As a "good social progressive," I really, really like Alycia's suggestion that the ALA/libraries get involved in workers' rights in order to attract segments of the population who are missing from library patronage. It's a great suggestion and could be more effective than how libraries and librarians have operated in the past.

But...it's incredibly ambitious--what steps could the ALA actually take? Does the ALA really have any political or social agency in this arena? It certainly doesn't have any economic weight to throw against employers like Wal-mart...if labor unions have failed, how can the ALA be expected to have any influence in the plight of the working class and working poor?

Lia said...

Everyone here has excellent comments, and I agree with most of them. I do think Alycia has a great point -- that many segments of our society, particularly the working class -- simply do not have the time to go to the library and read. ALA could take a stand on that issue and attempt to push for more material and programming that the poor and working classes need (such as language classes, classes and workshops for computers) and might want. Even making computers available without having to get a library card (which homeless people cannot get) is also a start. ALA has made reading and going to the libraries a big issue for children; why not working adults? Do libraries ever reach out to businesses or places of employment to either form partnerships or at least have some advertising with them to let workers know that the library is there waiting to serve them?
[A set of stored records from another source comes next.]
//! Deployment planning.
//!
//! A plan is a topological order of the dependency graph: for every edge
//! `A depends on B`, B precedes A. Among stacks that are ready at the same
//! time, the one declared first goes first, so the same declarations always
//! produce the same plan.

use std::cmp::Reverse;
use std::collections::{BinaryHeap, HashMap, HashSet};

use super::build::{DependencyGraph, build};
use super::{GraphError, Result};
use crate::types::{Run, StackName, StackSpec, StackState};

/// An ordered list of stacks to deploy.
#[derive(Debug, Clone, PartialEq, Eq)]
pub struct DeploymentPlan {
    stacks: Vec<StackSpec>,
}

/// Orders a validated graph for deployment (Kahn's algorithm).
pub fn plan(graph: &DependencyGraph) -> DeploymentPlan {
    let n = graph.len();
    let mut unmet: Vec<usize> = (0..n).map(|i| graph.dependency_indices(i).len()).collect();
    let mut dependents: Vec<Vec<usize>> = vec![Vec::new(); n];
    for i in 0..n {
        for &d in graph.dependency_indices(i) {
            dependents[d].push(i);
        }
    }

    let mut ready: BinaryHeap<Reverse<usize>> = (0..n)
        .filter(|&i| unmet[i] == 0)
        .map(Reverse)
        .collect();
    let mut order = Vec::with_capacity(n);

    while let Some(Reverse(i)) = ready.pop() {
        order.push(i);
        for &j in &dependents[i] {
            unmet[j] -= 1;
            if unmet[j] == 0 {
                ready.push(Reverse(j));
            }
        }
    }

    // The graph is acyclic, so every stack becomes ready exactly once.
    debug_assert_eq!(order.len(), n);

    DeploymentPlan {
        stacks: order.into_iter().map(|i| graph.specs()[i].clone()).collect(),
    }
}

impl DeploymentPlan {
    /// Builds and plans declared stacks in one step.
    pub fn from_specs(specs: Vec<StackSpec>) -> Result<Self> {
        Ok(plan(&build(specs)?))
    }

    /// Stacks in deployment order.
    pub fn stacks(&self) -> &[StackSpec] {
        &self.stacks
    }

    pub fn len(&self) -> usize {
        self.stacks.len()
    }

    pub fn is_empty(&self) -> bool {
        self.stacks.is_empty()
    }

    pub fn names(&self) -> impl Iterator<Item = &StackName> {
        self.stacks.iter().map(|s| &s.name)
    }

    pub fn get(&self, name: &StackName) -> Option<&StackSpec> {
        self.stacks.iter().find(|s| &s.name == name)
    }

    pub fn position(&self, name: &StackName) -> Option<usize> {
        self.stacks.iter().position(|s| &s.name == name)
    }

    /// The order in which a failed run's stacks are rolled back.
    ///
    /// This is the reverse of the plan, restricted to stacks the run left in
    /// `DEPLOYED`. Stacks that were never attempted, or whose own deploy
    /// failed, are not part of it.
    pub fn rollback_order(&self, run: &Run) -> Vec<StackName> {
        self.stacks
            .iter()
            .rev()
            .filter(|s| run.record(&s.name).is_some_and(|r| r.state == StackState::Deployed))
            .map(|s| s.name.clone())
            .collect()
    }

    /// Stacks in teardown order (reverse of the plan).
    pub fn teardown_order(&self) -> impl Iterator<Item = &StackSpec> {
        self.stacks.iter().rev()
    }

    /// Groups stacks by topological level.
    ///
    /// Level 0 holds stacks without dependencies; every other stack sits one
    /// level above its deepest dependency. Stacks within a level keep plan
    /// order and do not depend on each other.
    pub fn levels(&self) -> Vec<Vec<StackName>> {
        let mut level_of: HashMap<&StackName, usize> = HashMap::with_capacity(self.len());
        let mut levels: Vec<Vec<StackName>> = Vec::new();

        for spec in &self.stacks {
            let level = spec
                .depends_on
                .iter()
                .filter_map(|d| level_of.get(d))
                .map(|l| l + 1)
                .max()
                .unwrap_or(0);
            level_of.insert(&spec.name, level);
            if levels.len() <= level {
                levels.resize_with(level + 1, Vec::new);
            }
            levels[level].push(spec.name.clone());
        }
        levels
    }

    /// The sub-plan that deploys `targets` together with everything they
    /// transitively depend on, in the original plan order.
    pub fn restrict(&self, targets: &[StackName]) -> Result<DeploymentPlan> {
        let mut keep: HashSet<&StackName> = HashSet::new();
        let mut stack: Vec<&StackName> = Vec::new();

        for target in targets {
            let spec = self
                .get(target)
                .ok_or_else(|| GraphError::UnknownStack(target.clone()))?;
            stack.push(&spec.name);
        }

        while let Some(name) = stack.pop() {
            if !keep.insert(name) {
                continue;
            }
            if let Some(spec) = self.get(name) {
                stack.extend(spec.depends_on.iter());
            }
        }

        Ok(DeploymentPlan {
            stacks: self
                .stacks
                .iter()
                .filter(|s| keep.contains(&s.name))
                .cloned()
                .collect(),
        })
    }

    /// The sub-plan that removes `targets` together with every stack that
    /// transitively depends on them, in the original plan order.
    pub fn restrict_dependents(&self, targets: &[StackName]) -> Result<DeploymentPlan> {
        let mut keep: HashSet<&StackName> = HashSet::new();
        for target in targets {
            let spec = self
                .get(target)
                .ok_or_else(|| GraphError::UnknownStack(target.clone()))?;
            keep.insert(&spec.name);
        }

        // Dependencies precede dependents, so one forward pass is enough.
        for spec in &self.stacks {
            if spec.depends_on.iter().any(|d| keep.contains(d)) {
                keep.insert(&spec.name);
            }
        }

        Ok(DeploymentPlan {
            stacks: self
                .stacks
                .iter()
                .filter(|s| keep.contains(&s.name))
                .cloned()
                .collect(),
        })
    }
}
//! Run orchestration.
//!
//! A deploy run walks the plan in order and stops at the first stack that
//! fails. It then rolls back every stack it left `DEPLOYED`, newest first,
//! restoring each to its last known-good spec:
//!
//! ```text
//! deploy A -> deploy B -> deploy C (fails)
//!                              |
//!              roll back B <---+
//!              roll back A
//! ```
//!
//! The run ends in exactly one of:
//!
//! | state                        | meaning                                   |
//! |------------------------------|-------------------------------------------|
//! | `SUCCEEDED`                  | every stack deployed; release updated     |
//! | `FAILED_ROLLED_BACK`         | failed, every deployed stack restored     |
//! | `FAILED_ROLLBACK_INCOMPLETE` | failed, some stacks need manual attention |
//!
//! Teardown runs delete stacks in reverse plan order and end `SUCCEEDED` or
//! `TEARDOWN_INCOMPLETE`.

pub mod engine;


pub use engine::{Orchestrator, OrchestratorError, OrchestratorOptions, Result};
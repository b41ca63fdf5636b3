//! Stack backend error types.
//!
//! Errors are split by what the caller should do about them:
//!
//! - **Transient**: throttling, network failures, per-call timeouts. Retried
//!   with backoff.
//! - **Permanent**: invalid templates, missing permissions, stacks in a state
//!   that forbids the operation. Returned immediately.

use std::fmt;

use thiserror::Error;

/// The kind of backend error, categorized for retry decisions.
#[derive(Debug, Clone, Copy, PartialEq, Eq)]
pub enum BackendErrorKind {
    Transient,
    Permanent,
}

impl BackendErrorKind {
    pub fn is_retriable(&self) -> bool {
        matches!(self, BackendErrorKind::Transient)
    }
}

/// A backend error with categorization for retry decisions.
#[derive(Debug, Error)]
pub struct BackendError {
    pub kind: BackendErrorKind,

    pub message: String,

    #[source]
    pub source: Option<Box<dyn std::error::Error + Send + Sync>>,
}

impl fmt::Display for BackendError {
    fn fmt(&self, f: &mut fmt::Formatter<'_>) -> fmt::Result {
        match self.kind {
            BackendErrorKind::Transient => write!(f, "transient backend error: {}", self.message),
            BackendErrorKind::Permanent => write!(f, "backend error: {}", self.message),
        }
    }
}

impl BackendError {
    pub fn transient(message: impl Into<String>) -> Self {
        Self {
            kind: BackendErrorKind::Transient,
            message: message.into(),
            source: None,
        }
    }

    pub fn permanent(message: impl Into<String>) -> Self {
        Self {
            kind: BackendErrorKind::Permanent,
            message: message.into(),
            source: None,
        }
    }

    pub fn with_source(mut self, source: impl std::error::Error + Send + Sync + 'static) -> Self {
        self.source = Some(Box::new(source));
        self
    }

    /// Categorizes an error message reported by the backend.
    pub fn from_message(message: impl Into<String>) -> Self {
        let message = message.into();
        if is_throttling_error(&message) || is_network_error(&message) {
            Self::transient(message)
        } else {
            Self::permanent(message)
        }
    }

    pub fn is_transient(&self) -> bool {
        self.kind.is_retriable()
    }
}

/// Checks if a message indicates API throttling or a temporary service fault.
fn is_throttling_error(message: &str) -> bool {
    let message_lower = message.to_lowercase();
    message_lower.contains("throttl")
        || message_lower.contains("rate exceeded")
        || message_lower.contains("requestlimitexceeded")
        || message_lower.contains("too many requests")
        || message_lower.contains("serviceunavailable")
        || message_lower.contains("service unavailable")
        || message_lower.contains("internalfailure")
        || message_lower.contains("internal error")
}

/// Checks if a message indicates a network-level failure.
fn is_network_error(message: &str) -> bool {
    let message_lower = message.to_lowercase();
    message_lower.contains("could not connect")
        || message_lower.contains("connection was closed")
        || message_lower.contains("connection reset")
        || message_lower.contains("timed out")
        || message_lower.contains("timeout")
        || message_lower.contains("name resolution")
}

#[cfg(test)]
mod tests {
    use super::*;

    #[test]
    fn throttling_detection() {
        assert!(is_throttling_error(
            "An error occurred (Throttling) when calling the DescribeStacks operation: Rate exceeded"
        ));
        assert!(is_throttling_error("RequestLimitExceeded"));
        assert!(is_throttling_error("ServiceUnavailable: try later"));
        assert!(!is_throttling_error("Template format error"));
    }

    #[test]
    fn network_error_detection() {
        assert!(is_network_error(
            "Could not connect to the endpoint URL: \"https://cloudformation.us-east-1.amazonaws.com/\""
        ));
        assert!(is_network_error("Read timeout on endpoint URL"));
        assert!(is_network_error("Connection was closed before we received a valid response"));
        assert!(!is_network_error("Stack [app] does not exist"));
    }

    #[test]
    fn from_message_categorizes() {
        assert!(BackendError::from_message("Rate exceeded").is_transient());
        assert!(!BackendError::from_message("AccessDenied: not authorized").is_transient());
        assert!(
            !BackendError::from_message("ValidationError: Template format error").is_transient()
        );
    }

    #[test]
    fn display_mentions_kind() {
        assert_eq!(
            BackendError::transient("Rate exceeded").to_string(),
            "transient backend error: Rate exceeded"
        );
        assert_eq!(
            BackendError::permanent("AccessDenied").to_string(),
            "backend error: AccessDenied"
        );
    }

    #[test]
    fn error_kind_retriable() {
        assert!(BackendErrorKind::Transient.is_retriable());
        assert!(!BackendErrorKind::Permanent.is_retriable());
    }
}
Ultimately, though, this is a societal issue that libraries can only go so far in remedying -- people have less time than ever in this country and that is the economic reality we live in. Libraries have such potential to sources of leisure, information and education that it is upsetting when the people who could most use them do not but that should not stop libraries from trying different methods to get people in the door and using their facilities. As others have said, libraries should be mindful not to waste time and resources on things that are not working but we should still continue to try.